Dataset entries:

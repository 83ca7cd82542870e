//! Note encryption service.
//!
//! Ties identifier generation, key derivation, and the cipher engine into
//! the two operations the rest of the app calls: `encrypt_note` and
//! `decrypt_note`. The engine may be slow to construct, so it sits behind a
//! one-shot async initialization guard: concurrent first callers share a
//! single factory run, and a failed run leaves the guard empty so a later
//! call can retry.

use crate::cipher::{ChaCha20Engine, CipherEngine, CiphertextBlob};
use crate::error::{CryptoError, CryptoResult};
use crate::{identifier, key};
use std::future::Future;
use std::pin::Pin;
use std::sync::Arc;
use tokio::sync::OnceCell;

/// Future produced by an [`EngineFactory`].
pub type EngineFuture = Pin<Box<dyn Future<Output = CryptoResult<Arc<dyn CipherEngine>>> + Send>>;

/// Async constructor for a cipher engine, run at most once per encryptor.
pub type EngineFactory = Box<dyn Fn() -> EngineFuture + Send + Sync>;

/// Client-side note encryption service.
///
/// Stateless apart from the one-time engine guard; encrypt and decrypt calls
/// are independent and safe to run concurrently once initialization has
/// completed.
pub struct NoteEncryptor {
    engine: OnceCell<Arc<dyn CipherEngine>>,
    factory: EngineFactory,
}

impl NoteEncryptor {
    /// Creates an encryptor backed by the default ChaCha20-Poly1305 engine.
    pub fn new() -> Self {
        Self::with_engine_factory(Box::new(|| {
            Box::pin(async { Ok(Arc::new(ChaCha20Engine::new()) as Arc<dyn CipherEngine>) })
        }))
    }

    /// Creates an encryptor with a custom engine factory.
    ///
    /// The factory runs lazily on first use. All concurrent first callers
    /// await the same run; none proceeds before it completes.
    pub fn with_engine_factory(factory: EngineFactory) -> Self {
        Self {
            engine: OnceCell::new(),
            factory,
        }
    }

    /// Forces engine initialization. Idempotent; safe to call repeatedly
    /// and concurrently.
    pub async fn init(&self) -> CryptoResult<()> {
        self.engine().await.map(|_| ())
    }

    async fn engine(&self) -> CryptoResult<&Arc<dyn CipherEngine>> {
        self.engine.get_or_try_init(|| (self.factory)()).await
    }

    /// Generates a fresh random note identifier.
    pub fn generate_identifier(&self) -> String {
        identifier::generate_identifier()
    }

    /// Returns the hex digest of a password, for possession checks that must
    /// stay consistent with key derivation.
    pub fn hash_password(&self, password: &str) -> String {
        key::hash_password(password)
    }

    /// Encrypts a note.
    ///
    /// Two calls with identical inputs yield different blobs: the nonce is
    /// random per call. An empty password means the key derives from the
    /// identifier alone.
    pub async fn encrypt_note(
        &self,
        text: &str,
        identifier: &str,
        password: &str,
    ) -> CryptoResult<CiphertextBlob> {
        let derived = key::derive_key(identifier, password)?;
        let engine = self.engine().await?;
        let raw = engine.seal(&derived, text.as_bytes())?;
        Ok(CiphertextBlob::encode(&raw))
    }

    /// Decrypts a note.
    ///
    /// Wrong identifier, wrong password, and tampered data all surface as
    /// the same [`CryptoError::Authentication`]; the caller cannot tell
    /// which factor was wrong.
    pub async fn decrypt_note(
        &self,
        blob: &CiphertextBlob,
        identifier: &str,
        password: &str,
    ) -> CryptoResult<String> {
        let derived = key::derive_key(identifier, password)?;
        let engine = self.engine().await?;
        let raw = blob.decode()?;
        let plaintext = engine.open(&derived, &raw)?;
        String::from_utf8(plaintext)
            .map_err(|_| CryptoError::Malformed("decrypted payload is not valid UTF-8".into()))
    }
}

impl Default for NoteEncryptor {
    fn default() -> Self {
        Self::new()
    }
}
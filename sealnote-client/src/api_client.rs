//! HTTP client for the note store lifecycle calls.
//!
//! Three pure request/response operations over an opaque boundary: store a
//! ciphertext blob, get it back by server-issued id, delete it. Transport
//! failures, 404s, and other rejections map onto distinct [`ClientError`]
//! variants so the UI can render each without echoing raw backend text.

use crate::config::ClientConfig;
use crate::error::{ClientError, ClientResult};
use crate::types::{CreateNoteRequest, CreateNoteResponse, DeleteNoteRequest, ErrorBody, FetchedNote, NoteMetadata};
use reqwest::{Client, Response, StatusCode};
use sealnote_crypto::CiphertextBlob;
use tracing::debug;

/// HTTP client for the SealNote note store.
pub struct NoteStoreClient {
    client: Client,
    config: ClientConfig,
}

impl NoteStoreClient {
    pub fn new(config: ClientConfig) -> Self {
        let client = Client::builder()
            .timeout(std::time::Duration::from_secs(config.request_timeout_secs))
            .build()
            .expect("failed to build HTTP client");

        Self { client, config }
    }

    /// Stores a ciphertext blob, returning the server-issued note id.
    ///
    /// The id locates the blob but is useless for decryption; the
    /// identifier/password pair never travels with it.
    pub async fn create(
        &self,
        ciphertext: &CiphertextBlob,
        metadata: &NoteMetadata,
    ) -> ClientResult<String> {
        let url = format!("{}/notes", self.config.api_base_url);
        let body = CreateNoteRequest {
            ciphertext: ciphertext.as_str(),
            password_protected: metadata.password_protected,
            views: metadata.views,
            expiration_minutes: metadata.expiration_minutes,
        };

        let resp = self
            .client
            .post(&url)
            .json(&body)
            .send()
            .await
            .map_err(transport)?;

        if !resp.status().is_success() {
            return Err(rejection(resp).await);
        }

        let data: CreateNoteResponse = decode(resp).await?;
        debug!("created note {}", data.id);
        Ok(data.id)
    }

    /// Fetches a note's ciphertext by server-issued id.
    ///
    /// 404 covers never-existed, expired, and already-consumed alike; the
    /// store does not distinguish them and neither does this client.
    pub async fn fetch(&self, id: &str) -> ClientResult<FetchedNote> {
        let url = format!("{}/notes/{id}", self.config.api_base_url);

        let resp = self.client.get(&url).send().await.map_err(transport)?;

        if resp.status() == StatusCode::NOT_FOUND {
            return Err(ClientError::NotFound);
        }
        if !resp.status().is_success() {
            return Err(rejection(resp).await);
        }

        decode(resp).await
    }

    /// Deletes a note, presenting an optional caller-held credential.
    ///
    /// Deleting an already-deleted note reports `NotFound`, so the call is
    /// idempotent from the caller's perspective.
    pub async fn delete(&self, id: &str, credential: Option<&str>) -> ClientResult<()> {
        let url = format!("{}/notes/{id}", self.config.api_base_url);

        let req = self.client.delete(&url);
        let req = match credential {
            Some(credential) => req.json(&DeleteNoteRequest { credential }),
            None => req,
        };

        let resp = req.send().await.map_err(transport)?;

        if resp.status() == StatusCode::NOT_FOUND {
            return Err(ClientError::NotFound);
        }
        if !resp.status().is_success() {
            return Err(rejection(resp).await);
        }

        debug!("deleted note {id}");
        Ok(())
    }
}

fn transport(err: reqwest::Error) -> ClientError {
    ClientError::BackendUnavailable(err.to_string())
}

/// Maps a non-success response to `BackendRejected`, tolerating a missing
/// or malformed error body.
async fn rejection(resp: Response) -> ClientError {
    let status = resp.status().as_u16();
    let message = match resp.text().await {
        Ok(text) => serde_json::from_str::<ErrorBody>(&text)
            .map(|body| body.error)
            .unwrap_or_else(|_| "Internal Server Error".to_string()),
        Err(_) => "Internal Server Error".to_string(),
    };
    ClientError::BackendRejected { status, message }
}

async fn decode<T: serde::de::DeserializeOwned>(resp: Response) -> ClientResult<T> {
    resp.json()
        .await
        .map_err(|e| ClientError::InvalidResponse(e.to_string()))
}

Instructions for the task » Every line of the entries above that includes "CryptoResult" should be copied.

Exercise output »
use crate::error::{CryptoError, CryptoResult};
pub type EngineFuture = Pin<Box<dyn Future<Output = CryptoResult<Arc<dyn CipherEngine>>> + Send>>;
    pub async fn init(&self) -> CryptoResult<()> {
    async fn engine(&self) -> CryptoResult<&Arc<dyn CipherEngine>> {
    ) -> CryptoResult<CiphertextBlob> {
    ) -> CryptoResult<String> {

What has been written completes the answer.